No pelotão de trás

A Eurydice publicou um novo estudo sobre apoios e partilha de custos no ensino superior público na Europa. Comparar a relação entre propinas e apoios em tantos países é muito difícil. Os sistemas são complexos e envolvem taxas diversas, bolsas, fiscalidade, segurança social, apoios locais, práticas laborais, sistema bancário e a cultura do país. Há apoios directos e indirectos, para estudantes ou para os agregados familiares. Bolsas, empréstimos e isenções (para todos; dependentes de condição de recursos ou de desempenho académico) conjugam-se de formas muito diferentes.

A definição de co-pagamento é pantanosa, misturando taxas de inscrição e comparticipação dos custos do sistema. Os países usam diferentes nomenclaturas, designando instrumentos de co-financiamento de valor elevado (taxa de serviços ao estudante, por exemplo) como taxa adicional ou taxa administrativa, ou chamando propina a valores pouco mais que simbólicos. O peso do sector privado no sector (e as práticas de apoio aos estudantes dessas instituições) tem implicações grandes na definição do sistema.
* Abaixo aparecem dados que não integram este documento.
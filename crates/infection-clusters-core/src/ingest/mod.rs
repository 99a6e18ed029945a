//! CSV ingestion of transfers and microbiology results.
//!
//! Expected files:
//!
//! - `transfers.csv`: `transfer_id, patient_id, ward_in_time, ward_out_time, location`
//! - `microbiology.csv`: `test_id, patient_id, collection_date, infection, result`
//!
//! Column order is free and extra columns are ignored. Fields are trimmed and
//! results lower-cased. Rows with an unknown result are skipped, as are
//! repeated IDs (first occurrence wins). Any other bad row rejects the whole
//! import before the store is touched.

mod csv;
mod timestamp;

pub use self::csv::{CsvRow, CsvTable};
pub use timestamp::parse_timestamp;

use std::collections::HashSet;
use std::fs;
use std::path::Path;

use thiserror::Error;

use crate::config::IngestConfig;
use crate::db::{Database, DbError, ImportSummary};
use crate::models::{StayRecord, TestRecord, TestResult};

/// Ingestion errors.
#[derive(Error, Debug)]
pub enum IngestError {
    #[error("Missing required column: {0}")]
    MissingColumn(String),

    #[error("Invalid record at line {line}: {message}")]
    InvalidRecord { line: usize, message: String },

    #[error("Failed to read {path}: {source}")]
    Io {
        path: String,
        #[source]
        source: std::io::Error,
    },

    #[error("Database error: {0}")]
    Database(#[from] DbError),
}

pub type IngestResult<T> = Result<T, IngestError>;

const TRANSFER_COLUMNS: [&str; 5] = [
    "transfer_id",
    "patient_id",
    "ward_in_time",
    "ward_out_time",
    "location",
];

const MICROBIOLOGY_COLUMNS: [&str; 5] = [
    "test_id",
    "patient_id",
    "collection_date",
    "infection",
    "result",
];

/// Parsed rows plus what was dropped on the way.
#[derive(Debug, Clone, PartialEq, Eq)]
pub struct Parsed<T> {
    pub records: Vec<T>,
    /// Rows dropped because their ID was already seen
    pub duplicates: usize,
    /// Rows dropped for an unrecognised result value
    pub invalid_results: usize,
}

impl<T> Default for Parsed<T> {
    fn default() -> Self {
        Self {
            records: Vec::new(),
            duplicates: 0,
            invalid_results: 0,
        }
    }
}

/// Whether `id` has the `P<digits>` shape the store accepts.
pub fn is_valid_patient_id(id: &str) -> bool {
    id.strip_prefix('P')
        .is_some_and(|digits| !digits.is_empty() && digits.bytes().all(|b| b.is_ascii_digit()))
}

fn invalid(line: usize, message: impl Into<String>) -> IngestError {
    IngestError::InvalidRecord {
        line,
        message: message.into(),
    }
}

fn required<'r>(row: &'r CsvRow, index: usize, column: &str) -> IngestResult<&'r str> {
    let value = row.get(index);
    if value.is_empty() {
        return Err(invalid(row.line, format!("empty {}", column)));
    }
    Ok(value)
}

fn patient_id(row: &CsvRow, index: usize) -> IngestResult<String> {
    let value = required(row, index, "patient_id")?;
    if !is_valid_patient_id(value) {
        return Err(invalid(
            row.line,
            format!("patient_id {:?} is not of the form P<digits>", value),
        ));
    }
    Ok(value.to_string())
}

fn timestamp(row: &CsvRow, index: usize, column: &str) -> IngestResult<chrono::NaiveDateTime> {
    let value = required(row, index, column)?;
    parse_timestamp(value)
        .ok_or_else(|| invalid(row.line, format!("unparseable {} {:?}", column, value)))
}

/// Parse `transfers.csv` text into stays.
pub fn parse_transfers(text: &str) -> IngestResult<Parsed<StayRecord>> {
    let table = CsvTable::parse(text)?;
    let [id_col, patient_col, in_col, out_col, location_col] =
        table.require_columns(TRANSFER_COLUMNS)?;

    let mut seen = HashSet::new();
    let mut parsed = Parsed::default();

    for row in table.rows() {
        let stay_id = required(row, id_col, "transfer_id")?;
        if !seen.insert(stay_id.to_string()) {
            parsed.duplicates += 1;
            continue;
        }

        let patient = patient_id(row, patient_col)?;
        let location = required(row, location_col, "location")?;
        let start = timestamp(row, in_col, "ward_in_time")?;
        let end = timestamp(row, out_col, "ward_out_time")?;

        let stay = StayRecord::new(stay_id, patient, location, start, end)
            .ok_or_else(|| invalid(row.line, "ward_out_time is before ward_in_time"))?;
        parsed.records.push(stay);
    }

    if parsed.duplicates > 0 {
        tracing::warn!(duplicates = parsed.duplicates, "Skipped repeated transfer IDs");
    }
    Ok(parsed)
}

/// Parse `microbiology.csv` text into tests.
pub fn parse_microbiology(text: &str) -> IngestResult<Parsed<TestRecord>> {
    let table = CsvTable::parse(text)?;
    let [id_col, patient_col, date_col, infection_col, result_col] =
        table.require_columns(MICROBIOLOGY_COLUMNS)?;

    let mut seen = HashSet::new();
    let mut parsed = Parsed::default();

    for row in table.rows() {
        let result = match row.get(result_col).parse::<TestResult>() {
            Ok(result) => result,
            Err(_) => {
                tracing::warn!(line = row.line, value = row.get(result_col), "Skipping test with unknown result");
                parsed.invalid_results += 1;
                continue;
            }
        };

        let test_id = required(row, id_col, "test_id")?;
        if !seen.insert(test_id.to_string()) {
            parsed.duplicates += 1;
            continue;
        }

        parsed.records.push(TestRecord {
            test_id: test_id.to_string(),
            patient_id: patient_id(row, patient_col)?,
            infection: required(row, infection_col, "infection")?.to_string(),
            collection_date: timestamp(row, date_col, "collection_date")?,
            result,
        });
    }

    if parsed.invalid_results > 0 || parsed.duplicates > 0 {
        tracing::warn!(
            invalid_results = parsed.invalid_results,
            duplicates = parsed.duplicates,
            "Skipped microbiology rows"
        );
    }
    Ok(parsed)
}

/// Parse both files and replace the store contents. Nothing is written unless
/// both files parse cleanly.
pub fn import_csv(
    db: &mut Database,
    transfers_csv: &str,
    microbiology_csv: &str,
    config: &IngestConfig,
) -> IngestResult<ImportSummary> {
    let stays = parse_transfers(transfers_csv)?;
    let tests = parse_microbiology(microbiology_csv)?;

    tracing::info!(
        stays = stays.records.len(),
        tests = tests.records.len(),
        batch_size = config.batch_size,
        "Importing records"
    );

    Ok(db.replace_records(&stays.records, &tests.records, config.batch_size)?)
}

/// Read both files from disk and import them.
pub fn import_files(
    db: &mut Database,
    transfers_path: &Path,
    microbiology_path: &Path,
    config: &IngestConfig,
) -> IngestResult<ImportSummary> {
    let read = |path: &Path| {
        fs::read_to_string(path).map_err(|source| IngestError::Io {
            path: path.display().to_string(),
            source,
        })
    };

    let transfers = read(transfers_path)?;
    let microbiology = read(microbiology_path)?;
    import_csv(db, &transfers, &microbiology, config)
}

#[cfg(test)]
mod tests {
    use super::*;

    const TRANSFERS: &str = "\
transfer_id,patient_id,ward_in_time,ward_out_time,location
T1,P1,2024-01-01 08:00:00,2024-01-12 10:00:00,ICU
T2, P2 ,2024-01-01,2024-01-12,ICU
T1,P9,2024-01-01,2024-01-02,Ward 3
";

    const MICROBIOLOGY: &str = "\
test_id,patient_id,collection_date,infection,result
M1,P1,2024-01-01,CRE,Positive
M2,P2,2024-01-10,CRE, positive
M3,P2,2024-01-11,CRE,pending
M2,P2,2024-01-12,CRE,negative
";

    #[test]
    fn test_patient_id_shape() {
        assert!(is_valid_patient_id("P1"));
        assert!(is_valid_patient_id("P0042"));
        assert!(!is_valid_patient_id("P"));
        assert!(!is_valid_patient_id("p1"));
        assert!(!is_valid_patient_id("P1a"));
        assert!(!is_valid_patient_id("Q1"));
    }

    #[test]
    fn test_parse_transfers_trims_and_dedups() {
        let parsed = parse_transfers(TRANSFERS).unwrap();
        assert_eq!(parsed.records.len(), 2);
        assert_eq!(parsed.duplicates, 1);
        assert_eq!(parsed.records[1].patient_id, "P2");
        assert_eq!(parsed.records[0].location, "ICU");
    }

    #[test]
    fn test_parse_microbiology_normalizes_results() {
        let parsed = parse_microbiology(MICROBIOLOGY).unwrap();
        assert_eq!(parsed.records.len(), 2);
        assert_eq!(parsed.invalid_results, 1);
        assert_eq!(parsed.duplicates, 1);
        assert!(parsed.records.iter().all(|t| t.result == TestResult::Positive));
    }

    #[test]
    fn test_inverted_stay_reports_line() {
        let text = "transfer_id,patient_id,ward_in_time,ward_out_time,location\n\
                    T1,P1,2024-01-05,2024-01-01,ICU\n";
        let err = parse_transfers(text).unwrap_err();
        assert!(matches!(err, IngestError::InvalidRecord { line: 2, .. }));
    }

    #[test]
    fn test_bad_patient_id_rejected() {
        let text = "test_id,patient_id,collection_date,infection,result\n\
                    M1,patient-1,2024-01-05,CRE,positive\n";
        let err = parse_microbiology(text).unwrap_err();
        assert!(matches!(err, IngestError::InvalidRecord { line: 2, .. }));
    }

    #[test]
    fn test_missing_column_rejected() {
        let err = parse_transfers("transfer_id,patient_id,location\nT1,P1,ICU\n").unwrap_err();
        assert!(matches!(err, IngestError::MissingColumn(c) if c == "ward_in_time"));
    }

    #[test]
    fn test_import_replaces_store() {
        let mut db = Database::open_in_memory().unwrap();
        let summary = import_csv(&mut db, TRANSFERS, MICROBIOLOGY, &IngestConfig::default()).unwrap();

        assert_eq!(summary.stays_imported, 2);
        assert_eq!(summary.tests_imported, 2);
        assert_eq!(db.record_counts().unwrap().positive_tests, 2);
    }

    #[test]
    fn test_failed_parse_leaves_store_untouched() {
        let mut db = Database::open_in_memory().unwrap();
        import_csv(&mut db, TRANSFERS, MICROBIOLOGY, &IngestConfig::default()).unwrap();

        let broken = "transfer_id,patient_id,ward_in_time,ward_out_time,location\n\
                      T7,P7,not a date,2024-01-02,ICU\n";
        assert!(import_csv(&mut db, broken, MICROBIOLOGY, &IngestConfig::default()).is_err());
        assert_eq!(db.record_counts().unwrap().total_stays, 2);
    }
}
De que serve dizer que as instituições públicas não cobram propinas se, por exemplo, apenas absorverem uma minoria dos estudantes?

Por uma questão metodológica, o estudo integra todos os valores pagos pelo estudante e só os classifica como propina se o valor agregado ultrapassar o montante de 100 Euro. Depois, verifica o peso dos alunos sujeitos a pagamento globalmente ou desagregados por grupos relevantes e por condições de pagamento: estudantes a tempo inteiro ou a tempo parcial, nacionais e estrangeiros; para todos ou dependente de número de lugares com financiamento público, indexado à performance académica do aluno ou às suas condições e recursos.

O estudo evita debater e comparar o valor de pagamento. Isso exigiria olhar todo o sistema de apoios directos e indirectos, para lá dos estatais. Também forçaria uma discussão sobre custos médios de vida no país, despesas com a frequência do ensino superior (alimentação, livros, alojamento, deslocações), dispersão geográfica do sistema e práticas de deslocalização para estudar, nível de endividamento e condições de pagamento de empréstimos. Estes factores complicam a análise, embora acrescentassem utilidade e comparabilidade de políticas.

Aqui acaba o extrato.